Pawai “kuda kosong” [2] yang sejak dulu digelar pada setiap upacara kenegaraan Cianjur, punya maksud untuk mengenang sejarah perjuangan para Bupati Cianjur tempo dulu. Saat Cianjur dijabat Bupati R.A. Wira Tanu seorang Dalem Pamoyanan R.A.A. Wiratanudatar II, bupati diwajibkan menyerahkan upeti hasil palawija kepada Sunan Mataram di Jawa Tengah.
Dalem Pamoyanan R.A.A. Wiratanudatar II yang dianggap sakti mandragunalah yang rutin ditugaskan untuk menyerahkan upeti tadi. Jenis upeti adalah sebutir beras, lada, dan sebutir cabai. Sambil menyerahkan tiga butir hasil palawija itu, Kangjeng Dalem Pamoyanan selalu menyatakan bahwa rakyat Cianjur miskin hasil pertaniannya. Biar miskin, rakyat Cianjur punya keberanian besar dalam perjuangan bangsa, sama seperti pedasnya rasa cabai dan lada.
Karena pandai diplomasi, Kangjeng Sunan Mataram memberikan hadiah seekor kuda kepada Dalem Pamoyanan. Seekor kuda jantan diberikan untuk sarana angkutan pulang dari Mataram ke Cianjur. Penghargaan besar Sunan Mataram terhadap Kangjeng Dalem Pamoyanan membuat kebanggan tersendiri bagi rahayat Cianjur waktu itu.
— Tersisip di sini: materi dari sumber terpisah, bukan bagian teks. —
//! Transaction helpers.
use alloy::{
    consensus::{SignableTransaction, TxEip1559, TxEnvelope},
    eips::eip2718::Encodable2718,
    network::TransactionBuilder,
    primitives::{Address, Bytes, TxKind, U256},
    rpc::types::TransactionRequest,
    signers::{local::PrivateKeySigner, SignerSync},
};

/// Chain id used by test transactions.
pub const TEST_CHAIN_ID: u64 = 1;

/// One gwei, in wei.
pub const GWEI: u128 = 1_000_000_000;

/// A plain value transfer request, with nothing but recipient and value set.
pub fn transfer_request(to: Address, value: U256) -> TransactionRequest {
    TransactionRequest::default().with_to(to).with_value(value)
}

/// Sign an EIP-1559 value transfer.
pub fn signed_transfer(signer: &PrivateKeySigner, to: Address, nonce: u64) -> TxEnvelope {
    let tx = TxEip1559 {
        chain_id: TEST_CHAIN_ID,
        nonce,
        gas_limit: 21_000,
        max_fee_per_gas: GWEI * 100,
        max_priority_fee_per_gas: GWEI,
        to: TxKind::Call(to),
        value: U256::from(1),
        ..Default::default()
    };
    let signature = signer.sign_hash_sync(&tx.signature_hash()).unwrap();
    TxEnvelope::Eip1559(tx.into_signed(signature))
}

/// Sign an EIP-1559 value transfer and return its EIP-2718 encoding.
pub fn raw_transfer(signer: &PrivateKeySigner, to: Address, nonce: u64) -> Bytes {
    signed_transfer(signer, to, nonce).encoded_2718().into()
}
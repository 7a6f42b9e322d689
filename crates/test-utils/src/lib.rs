//! Common utilities for testing bundle signing and relay submission.

pub mod provider;
pub mod relay;
pub mod txs;
pub mod users;

/// Install a test-friendly tracing subscriber, filtered by `RUST_LOG`.
///
/// Safe to call from every test; only the first call installs.
pub fn init_tracing() {
    let _ = tracing_subscriber::fmt()
        .with_env_filter(tracing_subscriber::EnvFilter::from_default_env())
        .with_test_writer()
        .try_init();
}
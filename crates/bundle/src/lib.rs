//! Bundle Library
//!
//! Contains the [`BundleItem`] type and the [`BundleSigner`], which turns a
//! mixed list of pre-signed and unsigned transactions into an ordered list of
//! signed encodings, keeping nonces consistent per sender.

#![warn(
    missing_copy_implementations,
    missing_debug_implementations,
    missing_docs,
    unreachable_pub,
    clippy::missing_const_for_fn,
    rustdoc::all
)]
#![cfg_attr(not(test), warn(unused_crate_dependencies))]
#![deny(unused_must_use, rust_2018_idioms)]
#![cfg_attr(docsrs, feature(doc_cfg, doc_auto_cfg))]

mod error;
pub use error::{DecodeError, SignError};

mod fees;
pub use fees::max_base_fee_in_future_block;

mod item;
pub use item::{BundleItem, TxNonce, UnsignedItem};

mod nonce;
pub use nonce::NonceTable;

mod signer;
pub use signer::BundleSigner;

mod utils;
pub use utils::{bundle_hash, decode_signed, tx_hash};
Jiwa pemberani rakyat Cianjur seperti yang pernah disampaikan Kanjeng Dalem Pamoyanan kepada Sultan Mataram membuahkan kenyataan. Sekitar 50 tahun setelah peristiwa seba itu, ribuan rakyat Cianjur ramai-ramai mengadakan perlawanan perang gerilya terhadap penjajah Belanda. Dengan kepemimpinan Dalem Cianjur Rd. Alith Prawatasari, barisan perjuang di setiap desa gencar melawan musuh, sampai-sampai Pasukan Belanda sempat ngacir ke Batavia (sekarang Jakarta).
Untuk mengenang perjuangan Kangjeng Dalem Pamoyanan yang pandai diplomasi itu, setiap diadakan upacara kenegaraan di Cianjur selalu digelar upacara kuda kosong.[3] Maksud seni warisan leluhur itu untuk mengenang perjuangan pendahulu kepada masyarakat Cianjur sekarang, hal ini akhirnya menjadi suatu perayaan tradisi tahunan bagi warga Cianjur.
Tak sedikit seni budaya Cianjur hilang dan terancam mati. Seperti seni bangkong reang di Kec. Pagelaran, seni tanjidor di Kec. Cilakongkulon, goong renteng di Kec. Agrabinta, seni rudat di Kec. Kadupandak, dan seni reak di Kec. Cibeber. Bahkan, seni Tembang Cianjuran sebagai warisan budaya ciptaan Kangjeng Raden Aria Adipati Kusumaningrat atau Dalem PancanitiBupati Cianjur (1834-1861) benar-benar hampir terancam kepunahan.